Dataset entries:
=-=-=
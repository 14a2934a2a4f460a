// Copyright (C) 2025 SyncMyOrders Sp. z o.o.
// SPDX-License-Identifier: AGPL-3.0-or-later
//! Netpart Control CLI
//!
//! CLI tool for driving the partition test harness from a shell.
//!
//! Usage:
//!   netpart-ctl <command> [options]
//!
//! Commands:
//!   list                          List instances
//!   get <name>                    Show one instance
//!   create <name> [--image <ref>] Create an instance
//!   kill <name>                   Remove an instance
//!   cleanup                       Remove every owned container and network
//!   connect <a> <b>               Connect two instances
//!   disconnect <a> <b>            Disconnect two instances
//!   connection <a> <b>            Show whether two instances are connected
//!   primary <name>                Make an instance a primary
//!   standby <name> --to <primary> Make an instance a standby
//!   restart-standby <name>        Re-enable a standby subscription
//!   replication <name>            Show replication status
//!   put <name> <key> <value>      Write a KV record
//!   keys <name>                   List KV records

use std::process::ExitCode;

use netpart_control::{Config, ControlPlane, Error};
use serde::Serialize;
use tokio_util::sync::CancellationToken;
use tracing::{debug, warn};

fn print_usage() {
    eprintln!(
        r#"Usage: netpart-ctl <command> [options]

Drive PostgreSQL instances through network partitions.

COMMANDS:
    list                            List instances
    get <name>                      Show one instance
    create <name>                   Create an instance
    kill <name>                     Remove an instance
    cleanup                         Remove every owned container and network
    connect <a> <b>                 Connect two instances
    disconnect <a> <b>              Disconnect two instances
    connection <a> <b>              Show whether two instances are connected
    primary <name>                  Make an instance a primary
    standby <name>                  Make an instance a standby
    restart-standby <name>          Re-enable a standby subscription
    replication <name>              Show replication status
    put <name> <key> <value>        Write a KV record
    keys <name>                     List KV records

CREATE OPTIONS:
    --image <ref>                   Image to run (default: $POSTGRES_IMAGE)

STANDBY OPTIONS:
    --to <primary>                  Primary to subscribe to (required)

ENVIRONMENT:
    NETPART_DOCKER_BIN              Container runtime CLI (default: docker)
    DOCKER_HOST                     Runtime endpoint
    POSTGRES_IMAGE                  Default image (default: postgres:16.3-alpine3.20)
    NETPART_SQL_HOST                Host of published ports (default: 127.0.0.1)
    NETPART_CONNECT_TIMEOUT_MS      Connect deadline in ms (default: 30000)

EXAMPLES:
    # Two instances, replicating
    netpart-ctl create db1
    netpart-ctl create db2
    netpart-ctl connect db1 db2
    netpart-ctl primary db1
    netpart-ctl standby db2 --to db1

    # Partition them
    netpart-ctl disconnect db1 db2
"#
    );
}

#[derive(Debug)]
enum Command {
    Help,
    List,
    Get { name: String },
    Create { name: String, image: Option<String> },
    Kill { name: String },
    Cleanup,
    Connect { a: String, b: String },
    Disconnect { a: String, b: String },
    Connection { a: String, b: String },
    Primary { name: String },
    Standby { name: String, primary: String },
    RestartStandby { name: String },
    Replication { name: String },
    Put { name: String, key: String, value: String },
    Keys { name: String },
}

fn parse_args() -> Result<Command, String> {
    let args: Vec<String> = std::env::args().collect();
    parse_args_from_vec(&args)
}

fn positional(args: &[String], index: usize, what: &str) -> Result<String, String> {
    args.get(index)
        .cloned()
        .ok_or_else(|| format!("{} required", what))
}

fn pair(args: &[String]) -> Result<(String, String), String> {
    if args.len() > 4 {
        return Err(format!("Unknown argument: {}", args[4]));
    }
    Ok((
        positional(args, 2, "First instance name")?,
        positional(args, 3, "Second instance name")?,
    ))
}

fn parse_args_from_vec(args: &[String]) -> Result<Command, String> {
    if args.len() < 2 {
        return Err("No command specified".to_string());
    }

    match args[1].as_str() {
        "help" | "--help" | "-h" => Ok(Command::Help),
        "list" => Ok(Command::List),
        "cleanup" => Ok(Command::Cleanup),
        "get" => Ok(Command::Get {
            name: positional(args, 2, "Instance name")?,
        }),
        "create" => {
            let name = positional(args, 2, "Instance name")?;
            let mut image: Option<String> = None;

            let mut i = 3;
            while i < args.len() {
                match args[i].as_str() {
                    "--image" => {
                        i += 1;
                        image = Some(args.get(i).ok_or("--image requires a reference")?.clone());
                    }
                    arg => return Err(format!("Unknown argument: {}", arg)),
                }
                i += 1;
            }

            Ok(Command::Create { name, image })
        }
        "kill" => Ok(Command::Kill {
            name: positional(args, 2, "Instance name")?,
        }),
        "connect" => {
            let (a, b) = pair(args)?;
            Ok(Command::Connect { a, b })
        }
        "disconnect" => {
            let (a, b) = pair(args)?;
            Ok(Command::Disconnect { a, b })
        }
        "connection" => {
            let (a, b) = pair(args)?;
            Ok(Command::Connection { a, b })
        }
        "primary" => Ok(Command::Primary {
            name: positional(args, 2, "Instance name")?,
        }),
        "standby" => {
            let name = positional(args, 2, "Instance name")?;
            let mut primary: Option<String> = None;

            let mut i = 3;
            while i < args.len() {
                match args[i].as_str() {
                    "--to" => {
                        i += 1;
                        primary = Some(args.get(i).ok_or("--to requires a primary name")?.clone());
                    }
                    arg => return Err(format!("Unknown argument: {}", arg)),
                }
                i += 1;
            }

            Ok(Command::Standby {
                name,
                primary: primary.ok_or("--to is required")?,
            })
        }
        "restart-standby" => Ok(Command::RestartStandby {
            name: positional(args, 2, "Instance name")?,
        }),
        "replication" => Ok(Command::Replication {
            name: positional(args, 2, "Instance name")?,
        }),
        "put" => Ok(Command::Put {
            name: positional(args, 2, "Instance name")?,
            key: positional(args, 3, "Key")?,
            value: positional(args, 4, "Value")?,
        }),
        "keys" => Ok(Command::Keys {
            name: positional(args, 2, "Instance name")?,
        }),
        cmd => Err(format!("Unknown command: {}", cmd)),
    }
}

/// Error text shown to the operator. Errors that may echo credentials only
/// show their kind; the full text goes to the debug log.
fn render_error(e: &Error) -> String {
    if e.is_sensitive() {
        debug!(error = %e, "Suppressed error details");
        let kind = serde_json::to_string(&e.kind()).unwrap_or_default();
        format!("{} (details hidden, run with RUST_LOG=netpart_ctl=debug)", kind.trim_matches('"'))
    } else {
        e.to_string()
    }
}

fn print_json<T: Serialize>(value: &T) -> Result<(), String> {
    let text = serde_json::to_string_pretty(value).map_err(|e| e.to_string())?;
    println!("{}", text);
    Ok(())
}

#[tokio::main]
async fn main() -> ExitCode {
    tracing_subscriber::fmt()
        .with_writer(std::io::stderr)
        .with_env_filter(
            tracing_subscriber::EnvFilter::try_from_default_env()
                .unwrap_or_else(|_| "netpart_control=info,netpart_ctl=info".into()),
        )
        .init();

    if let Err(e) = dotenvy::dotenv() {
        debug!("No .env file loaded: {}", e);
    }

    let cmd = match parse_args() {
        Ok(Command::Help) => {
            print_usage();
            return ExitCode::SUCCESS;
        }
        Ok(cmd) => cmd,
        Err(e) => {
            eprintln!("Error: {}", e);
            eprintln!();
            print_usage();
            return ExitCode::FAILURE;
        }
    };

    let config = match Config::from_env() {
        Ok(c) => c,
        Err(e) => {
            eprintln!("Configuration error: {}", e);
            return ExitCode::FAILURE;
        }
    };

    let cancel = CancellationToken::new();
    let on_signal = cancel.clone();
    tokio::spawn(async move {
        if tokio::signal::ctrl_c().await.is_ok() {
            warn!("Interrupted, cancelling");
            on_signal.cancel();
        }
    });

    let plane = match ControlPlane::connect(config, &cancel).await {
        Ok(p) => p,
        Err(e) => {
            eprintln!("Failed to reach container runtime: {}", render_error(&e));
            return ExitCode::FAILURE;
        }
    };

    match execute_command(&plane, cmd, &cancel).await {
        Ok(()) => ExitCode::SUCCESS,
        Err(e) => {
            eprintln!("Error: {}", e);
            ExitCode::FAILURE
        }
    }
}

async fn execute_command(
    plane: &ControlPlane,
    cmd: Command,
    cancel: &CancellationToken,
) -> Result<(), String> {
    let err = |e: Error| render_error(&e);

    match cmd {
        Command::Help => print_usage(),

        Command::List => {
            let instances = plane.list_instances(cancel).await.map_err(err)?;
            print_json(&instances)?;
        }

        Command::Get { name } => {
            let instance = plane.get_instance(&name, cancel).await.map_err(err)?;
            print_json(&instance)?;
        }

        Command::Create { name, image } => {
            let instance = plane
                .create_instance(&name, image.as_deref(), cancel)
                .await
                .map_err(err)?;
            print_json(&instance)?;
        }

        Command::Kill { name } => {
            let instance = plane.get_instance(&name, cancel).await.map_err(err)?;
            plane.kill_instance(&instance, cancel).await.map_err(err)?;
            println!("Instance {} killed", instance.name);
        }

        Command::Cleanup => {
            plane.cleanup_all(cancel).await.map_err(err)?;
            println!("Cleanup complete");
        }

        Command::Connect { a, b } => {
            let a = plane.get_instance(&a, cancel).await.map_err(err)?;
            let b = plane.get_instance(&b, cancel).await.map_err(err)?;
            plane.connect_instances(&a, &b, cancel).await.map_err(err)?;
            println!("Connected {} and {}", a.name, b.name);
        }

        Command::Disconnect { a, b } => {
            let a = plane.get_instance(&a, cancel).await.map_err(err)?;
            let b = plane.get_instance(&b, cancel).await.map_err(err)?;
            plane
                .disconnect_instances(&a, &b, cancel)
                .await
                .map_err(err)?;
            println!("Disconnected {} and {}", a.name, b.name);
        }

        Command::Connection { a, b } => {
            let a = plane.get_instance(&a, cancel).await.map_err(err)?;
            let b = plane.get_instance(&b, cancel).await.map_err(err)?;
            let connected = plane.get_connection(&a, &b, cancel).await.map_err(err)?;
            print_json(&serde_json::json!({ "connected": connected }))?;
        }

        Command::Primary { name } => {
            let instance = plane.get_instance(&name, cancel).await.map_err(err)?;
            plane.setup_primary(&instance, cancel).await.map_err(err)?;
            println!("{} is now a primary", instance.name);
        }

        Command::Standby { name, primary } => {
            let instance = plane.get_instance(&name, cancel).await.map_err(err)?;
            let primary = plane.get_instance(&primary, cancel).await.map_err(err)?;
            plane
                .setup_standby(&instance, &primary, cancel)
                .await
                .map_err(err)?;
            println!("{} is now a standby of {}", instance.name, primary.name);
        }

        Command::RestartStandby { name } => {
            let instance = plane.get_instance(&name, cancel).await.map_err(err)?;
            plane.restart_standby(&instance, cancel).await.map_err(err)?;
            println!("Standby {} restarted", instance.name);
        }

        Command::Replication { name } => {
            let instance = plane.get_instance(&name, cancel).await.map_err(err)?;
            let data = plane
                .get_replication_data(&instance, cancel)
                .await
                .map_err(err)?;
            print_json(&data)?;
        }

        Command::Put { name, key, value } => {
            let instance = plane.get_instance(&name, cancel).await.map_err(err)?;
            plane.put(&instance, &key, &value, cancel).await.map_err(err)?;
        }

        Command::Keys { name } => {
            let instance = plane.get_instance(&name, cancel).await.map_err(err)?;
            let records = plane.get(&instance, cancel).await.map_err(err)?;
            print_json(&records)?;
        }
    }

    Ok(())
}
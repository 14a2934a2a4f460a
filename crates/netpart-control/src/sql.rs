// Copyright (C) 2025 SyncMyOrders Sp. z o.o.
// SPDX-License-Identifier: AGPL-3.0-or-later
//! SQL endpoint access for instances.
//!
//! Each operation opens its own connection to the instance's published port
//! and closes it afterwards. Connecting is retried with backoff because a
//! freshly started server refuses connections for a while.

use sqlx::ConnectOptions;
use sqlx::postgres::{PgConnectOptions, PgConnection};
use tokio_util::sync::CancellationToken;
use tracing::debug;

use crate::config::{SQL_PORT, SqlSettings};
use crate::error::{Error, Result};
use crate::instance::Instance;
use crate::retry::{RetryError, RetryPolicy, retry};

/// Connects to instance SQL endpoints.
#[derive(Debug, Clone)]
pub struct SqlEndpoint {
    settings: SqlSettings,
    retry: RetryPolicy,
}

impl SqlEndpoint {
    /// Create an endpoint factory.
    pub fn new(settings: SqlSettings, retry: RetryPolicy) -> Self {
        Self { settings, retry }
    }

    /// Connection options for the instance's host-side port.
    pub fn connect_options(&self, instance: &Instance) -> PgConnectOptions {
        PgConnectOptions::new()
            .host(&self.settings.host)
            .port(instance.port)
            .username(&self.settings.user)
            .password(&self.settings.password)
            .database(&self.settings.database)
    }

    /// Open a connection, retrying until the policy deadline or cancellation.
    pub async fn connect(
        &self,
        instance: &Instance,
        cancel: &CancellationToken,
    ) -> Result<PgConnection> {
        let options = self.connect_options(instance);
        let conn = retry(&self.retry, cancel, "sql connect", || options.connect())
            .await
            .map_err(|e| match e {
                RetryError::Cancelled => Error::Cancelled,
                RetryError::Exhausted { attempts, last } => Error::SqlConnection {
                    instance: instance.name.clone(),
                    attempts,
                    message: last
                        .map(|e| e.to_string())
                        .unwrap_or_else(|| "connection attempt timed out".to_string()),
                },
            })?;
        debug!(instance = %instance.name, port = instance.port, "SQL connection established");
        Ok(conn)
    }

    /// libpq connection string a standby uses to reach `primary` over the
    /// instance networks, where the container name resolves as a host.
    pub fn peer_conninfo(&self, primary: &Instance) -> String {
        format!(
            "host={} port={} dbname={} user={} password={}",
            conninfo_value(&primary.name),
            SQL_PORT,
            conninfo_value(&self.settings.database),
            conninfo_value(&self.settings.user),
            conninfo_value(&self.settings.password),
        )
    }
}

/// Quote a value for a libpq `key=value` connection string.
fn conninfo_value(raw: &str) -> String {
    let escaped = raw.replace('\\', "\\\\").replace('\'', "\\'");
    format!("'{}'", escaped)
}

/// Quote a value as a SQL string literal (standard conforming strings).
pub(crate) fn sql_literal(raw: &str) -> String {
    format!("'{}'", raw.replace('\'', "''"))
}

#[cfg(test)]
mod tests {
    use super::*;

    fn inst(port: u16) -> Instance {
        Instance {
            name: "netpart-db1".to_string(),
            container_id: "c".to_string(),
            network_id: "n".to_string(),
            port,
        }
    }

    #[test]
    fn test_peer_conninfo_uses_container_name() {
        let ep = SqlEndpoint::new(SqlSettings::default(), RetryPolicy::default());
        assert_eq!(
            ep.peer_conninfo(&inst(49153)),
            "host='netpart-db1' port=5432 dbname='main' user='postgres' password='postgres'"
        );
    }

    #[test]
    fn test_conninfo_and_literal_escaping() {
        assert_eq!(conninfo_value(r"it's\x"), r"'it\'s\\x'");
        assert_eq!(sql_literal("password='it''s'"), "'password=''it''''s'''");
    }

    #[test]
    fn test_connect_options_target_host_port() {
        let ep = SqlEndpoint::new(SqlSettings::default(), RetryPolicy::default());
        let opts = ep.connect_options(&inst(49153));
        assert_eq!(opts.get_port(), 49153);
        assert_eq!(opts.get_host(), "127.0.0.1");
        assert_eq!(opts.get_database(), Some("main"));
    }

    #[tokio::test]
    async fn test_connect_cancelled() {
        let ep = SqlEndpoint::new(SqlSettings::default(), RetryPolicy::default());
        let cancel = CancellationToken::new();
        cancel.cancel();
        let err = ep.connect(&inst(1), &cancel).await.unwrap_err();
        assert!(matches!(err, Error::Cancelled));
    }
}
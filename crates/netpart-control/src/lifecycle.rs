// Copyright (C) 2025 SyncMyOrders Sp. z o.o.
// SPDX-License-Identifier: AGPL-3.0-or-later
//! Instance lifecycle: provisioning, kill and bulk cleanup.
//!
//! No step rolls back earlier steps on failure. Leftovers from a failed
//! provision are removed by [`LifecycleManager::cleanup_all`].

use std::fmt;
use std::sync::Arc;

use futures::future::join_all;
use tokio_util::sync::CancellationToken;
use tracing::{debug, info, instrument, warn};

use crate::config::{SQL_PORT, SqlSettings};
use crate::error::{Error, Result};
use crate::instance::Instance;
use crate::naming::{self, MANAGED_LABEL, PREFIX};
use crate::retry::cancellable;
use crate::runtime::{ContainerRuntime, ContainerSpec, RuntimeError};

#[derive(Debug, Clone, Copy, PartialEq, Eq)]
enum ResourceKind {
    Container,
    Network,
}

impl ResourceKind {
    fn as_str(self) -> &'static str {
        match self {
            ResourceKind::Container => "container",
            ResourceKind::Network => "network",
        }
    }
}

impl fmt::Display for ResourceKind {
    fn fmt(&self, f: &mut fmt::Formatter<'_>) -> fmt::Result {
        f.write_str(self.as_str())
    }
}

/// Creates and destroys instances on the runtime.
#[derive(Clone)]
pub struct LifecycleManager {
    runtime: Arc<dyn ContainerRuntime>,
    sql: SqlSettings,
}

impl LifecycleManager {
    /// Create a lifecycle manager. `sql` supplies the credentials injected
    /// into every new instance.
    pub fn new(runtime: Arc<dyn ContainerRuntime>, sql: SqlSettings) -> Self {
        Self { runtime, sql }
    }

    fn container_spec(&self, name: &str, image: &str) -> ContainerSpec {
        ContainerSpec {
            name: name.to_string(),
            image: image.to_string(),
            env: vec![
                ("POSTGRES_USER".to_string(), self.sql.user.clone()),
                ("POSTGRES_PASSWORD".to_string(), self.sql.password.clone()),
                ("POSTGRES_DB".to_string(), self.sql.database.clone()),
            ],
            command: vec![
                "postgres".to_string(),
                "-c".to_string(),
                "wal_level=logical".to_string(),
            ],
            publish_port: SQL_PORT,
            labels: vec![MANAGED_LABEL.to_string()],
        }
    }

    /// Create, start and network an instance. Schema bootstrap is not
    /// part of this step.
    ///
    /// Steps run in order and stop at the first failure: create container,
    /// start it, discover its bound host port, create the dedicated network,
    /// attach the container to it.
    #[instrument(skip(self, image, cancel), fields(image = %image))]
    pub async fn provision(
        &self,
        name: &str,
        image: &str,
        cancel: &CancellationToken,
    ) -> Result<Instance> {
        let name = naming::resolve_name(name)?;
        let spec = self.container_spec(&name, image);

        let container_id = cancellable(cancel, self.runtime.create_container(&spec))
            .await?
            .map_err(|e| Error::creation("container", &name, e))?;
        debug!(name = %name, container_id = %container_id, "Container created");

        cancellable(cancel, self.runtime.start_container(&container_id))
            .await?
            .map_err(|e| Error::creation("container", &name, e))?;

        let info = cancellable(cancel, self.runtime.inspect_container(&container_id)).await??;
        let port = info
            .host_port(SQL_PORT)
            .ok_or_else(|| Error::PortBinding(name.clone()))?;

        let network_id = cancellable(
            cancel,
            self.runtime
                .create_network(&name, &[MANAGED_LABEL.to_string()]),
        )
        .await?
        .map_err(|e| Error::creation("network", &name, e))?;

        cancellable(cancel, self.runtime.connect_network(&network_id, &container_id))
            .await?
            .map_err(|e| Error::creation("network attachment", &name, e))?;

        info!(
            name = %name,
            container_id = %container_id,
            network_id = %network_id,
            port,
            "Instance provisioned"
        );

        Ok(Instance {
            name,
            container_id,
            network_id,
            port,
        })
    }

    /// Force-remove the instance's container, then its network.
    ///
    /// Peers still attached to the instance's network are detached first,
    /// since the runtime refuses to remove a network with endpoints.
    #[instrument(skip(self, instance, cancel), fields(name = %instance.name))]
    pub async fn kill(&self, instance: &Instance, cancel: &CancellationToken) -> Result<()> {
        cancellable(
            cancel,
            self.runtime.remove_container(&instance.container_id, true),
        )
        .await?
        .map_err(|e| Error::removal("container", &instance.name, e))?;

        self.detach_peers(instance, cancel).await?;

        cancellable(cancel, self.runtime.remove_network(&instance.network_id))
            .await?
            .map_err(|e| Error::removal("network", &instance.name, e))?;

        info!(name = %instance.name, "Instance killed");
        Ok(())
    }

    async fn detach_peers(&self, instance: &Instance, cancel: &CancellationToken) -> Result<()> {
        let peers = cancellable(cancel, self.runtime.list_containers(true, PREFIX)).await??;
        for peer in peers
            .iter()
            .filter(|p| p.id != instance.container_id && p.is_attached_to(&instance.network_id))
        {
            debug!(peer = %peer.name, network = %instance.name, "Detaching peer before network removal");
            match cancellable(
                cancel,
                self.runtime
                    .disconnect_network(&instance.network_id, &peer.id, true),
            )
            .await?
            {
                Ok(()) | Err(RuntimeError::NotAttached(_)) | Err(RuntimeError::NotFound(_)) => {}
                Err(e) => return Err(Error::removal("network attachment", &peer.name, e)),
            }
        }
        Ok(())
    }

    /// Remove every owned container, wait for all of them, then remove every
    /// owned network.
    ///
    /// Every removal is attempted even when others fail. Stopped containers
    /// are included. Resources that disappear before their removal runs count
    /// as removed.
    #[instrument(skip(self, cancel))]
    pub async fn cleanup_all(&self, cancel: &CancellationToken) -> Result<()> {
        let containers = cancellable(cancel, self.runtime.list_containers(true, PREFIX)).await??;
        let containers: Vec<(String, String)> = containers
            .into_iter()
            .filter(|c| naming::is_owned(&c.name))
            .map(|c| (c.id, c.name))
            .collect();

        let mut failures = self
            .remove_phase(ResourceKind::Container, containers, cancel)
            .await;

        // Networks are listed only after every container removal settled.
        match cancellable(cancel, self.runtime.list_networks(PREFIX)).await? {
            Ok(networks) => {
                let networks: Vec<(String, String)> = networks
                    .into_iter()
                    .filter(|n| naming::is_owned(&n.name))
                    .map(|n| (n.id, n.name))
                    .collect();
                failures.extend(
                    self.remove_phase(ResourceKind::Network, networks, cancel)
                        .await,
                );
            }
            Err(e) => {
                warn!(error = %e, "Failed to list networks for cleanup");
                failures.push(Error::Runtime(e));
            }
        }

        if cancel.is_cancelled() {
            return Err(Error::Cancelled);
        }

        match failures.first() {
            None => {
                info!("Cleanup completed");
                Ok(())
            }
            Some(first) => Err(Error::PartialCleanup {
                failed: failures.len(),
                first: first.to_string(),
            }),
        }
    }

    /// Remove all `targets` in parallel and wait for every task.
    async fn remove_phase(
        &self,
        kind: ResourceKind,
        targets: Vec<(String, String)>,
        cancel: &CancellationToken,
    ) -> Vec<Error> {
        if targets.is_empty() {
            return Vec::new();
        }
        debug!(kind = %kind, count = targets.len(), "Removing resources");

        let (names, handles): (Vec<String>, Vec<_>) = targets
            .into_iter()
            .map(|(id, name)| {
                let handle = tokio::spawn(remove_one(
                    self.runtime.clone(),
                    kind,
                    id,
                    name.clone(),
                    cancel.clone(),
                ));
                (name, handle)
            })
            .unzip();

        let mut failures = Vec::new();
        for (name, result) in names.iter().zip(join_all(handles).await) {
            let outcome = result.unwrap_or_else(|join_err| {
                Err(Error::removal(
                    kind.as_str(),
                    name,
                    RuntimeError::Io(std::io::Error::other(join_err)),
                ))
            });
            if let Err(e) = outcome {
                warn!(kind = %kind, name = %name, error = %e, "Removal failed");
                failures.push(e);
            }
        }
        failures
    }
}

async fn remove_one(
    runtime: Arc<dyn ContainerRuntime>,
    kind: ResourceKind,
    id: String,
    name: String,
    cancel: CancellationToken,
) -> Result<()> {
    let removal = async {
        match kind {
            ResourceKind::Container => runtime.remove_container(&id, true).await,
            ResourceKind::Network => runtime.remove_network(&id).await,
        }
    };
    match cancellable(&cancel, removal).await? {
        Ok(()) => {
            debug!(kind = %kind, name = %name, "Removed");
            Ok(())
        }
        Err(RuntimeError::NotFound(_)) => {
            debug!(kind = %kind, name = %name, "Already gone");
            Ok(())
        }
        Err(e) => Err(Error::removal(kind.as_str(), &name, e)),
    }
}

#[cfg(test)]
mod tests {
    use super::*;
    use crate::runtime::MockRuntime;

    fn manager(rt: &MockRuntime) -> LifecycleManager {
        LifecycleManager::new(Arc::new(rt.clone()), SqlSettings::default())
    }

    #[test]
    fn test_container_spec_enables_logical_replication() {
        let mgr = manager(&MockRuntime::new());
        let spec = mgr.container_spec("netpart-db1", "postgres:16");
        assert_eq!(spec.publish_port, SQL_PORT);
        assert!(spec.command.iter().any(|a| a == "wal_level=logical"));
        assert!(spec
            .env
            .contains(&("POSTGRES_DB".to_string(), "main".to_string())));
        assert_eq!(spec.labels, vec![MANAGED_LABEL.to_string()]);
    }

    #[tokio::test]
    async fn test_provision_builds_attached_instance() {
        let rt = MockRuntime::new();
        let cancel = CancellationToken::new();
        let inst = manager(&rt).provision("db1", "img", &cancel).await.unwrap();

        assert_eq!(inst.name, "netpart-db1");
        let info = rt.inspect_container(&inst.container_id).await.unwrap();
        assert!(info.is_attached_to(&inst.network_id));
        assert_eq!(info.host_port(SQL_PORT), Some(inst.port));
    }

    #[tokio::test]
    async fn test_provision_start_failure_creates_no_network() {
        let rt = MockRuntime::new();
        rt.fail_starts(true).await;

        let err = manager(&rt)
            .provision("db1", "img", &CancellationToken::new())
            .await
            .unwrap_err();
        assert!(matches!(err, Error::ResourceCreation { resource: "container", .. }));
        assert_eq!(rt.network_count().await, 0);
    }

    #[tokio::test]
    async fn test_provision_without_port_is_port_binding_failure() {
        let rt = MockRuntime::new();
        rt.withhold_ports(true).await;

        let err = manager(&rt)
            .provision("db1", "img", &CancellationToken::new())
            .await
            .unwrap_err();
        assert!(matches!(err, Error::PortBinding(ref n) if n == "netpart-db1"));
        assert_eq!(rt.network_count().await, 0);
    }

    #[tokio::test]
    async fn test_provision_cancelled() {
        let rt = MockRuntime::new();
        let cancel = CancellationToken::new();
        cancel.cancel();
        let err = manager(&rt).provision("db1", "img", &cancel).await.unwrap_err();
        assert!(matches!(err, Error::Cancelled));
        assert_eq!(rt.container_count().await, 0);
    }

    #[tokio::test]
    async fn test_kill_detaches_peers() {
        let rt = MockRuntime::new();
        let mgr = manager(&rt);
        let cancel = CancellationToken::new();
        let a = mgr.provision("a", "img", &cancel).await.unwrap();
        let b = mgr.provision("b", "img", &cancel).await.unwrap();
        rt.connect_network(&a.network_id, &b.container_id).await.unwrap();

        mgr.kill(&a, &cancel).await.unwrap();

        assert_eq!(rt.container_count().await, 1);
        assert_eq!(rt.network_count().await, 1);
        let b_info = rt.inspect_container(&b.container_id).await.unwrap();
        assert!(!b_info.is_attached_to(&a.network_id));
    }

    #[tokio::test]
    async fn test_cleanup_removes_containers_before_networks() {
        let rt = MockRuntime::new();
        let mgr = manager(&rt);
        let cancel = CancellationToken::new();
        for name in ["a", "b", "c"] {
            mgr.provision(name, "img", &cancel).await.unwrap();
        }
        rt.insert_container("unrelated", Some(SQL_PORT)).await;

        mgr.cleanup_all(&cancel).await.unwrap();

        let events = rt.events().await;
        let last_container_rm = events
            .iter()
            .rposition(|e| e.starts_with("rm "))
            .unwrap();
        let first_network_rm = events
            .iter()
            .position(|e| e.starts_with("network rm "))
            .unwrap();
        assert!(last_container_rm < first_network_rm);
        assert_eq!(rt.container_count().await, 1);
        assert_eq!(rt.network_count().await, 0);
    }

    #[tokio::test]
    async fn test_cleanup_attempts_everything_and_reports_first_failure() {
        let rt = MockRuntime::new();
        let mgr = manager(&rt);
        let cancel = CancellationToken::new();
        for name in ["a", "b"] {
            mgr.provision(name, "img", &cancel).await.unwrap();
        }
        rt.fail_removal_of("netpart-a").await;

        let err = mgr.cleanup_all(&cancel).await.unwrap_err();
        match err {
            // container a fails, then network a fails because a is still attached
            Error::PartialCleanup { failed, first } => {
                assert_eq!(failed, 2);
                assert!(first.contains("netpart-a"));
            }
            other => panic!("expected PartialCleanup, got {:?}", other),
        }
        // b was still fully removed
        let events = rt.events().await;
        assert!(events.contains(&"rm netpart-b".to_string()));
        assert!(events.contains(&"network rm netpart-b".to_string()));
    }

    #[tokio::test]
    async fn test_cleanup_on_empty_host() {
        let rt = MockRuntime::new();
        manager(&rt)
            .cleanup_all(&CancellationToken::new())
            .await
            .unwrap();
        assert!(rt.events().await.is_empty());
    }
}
=-=-=
* **Your goal**
Your job is to return all lines above that hold the word "SUCCESS".

* **Answer space**
            return ExitCode::SUCCESS;
        Ok(()) => ExitCode::SUCCESS,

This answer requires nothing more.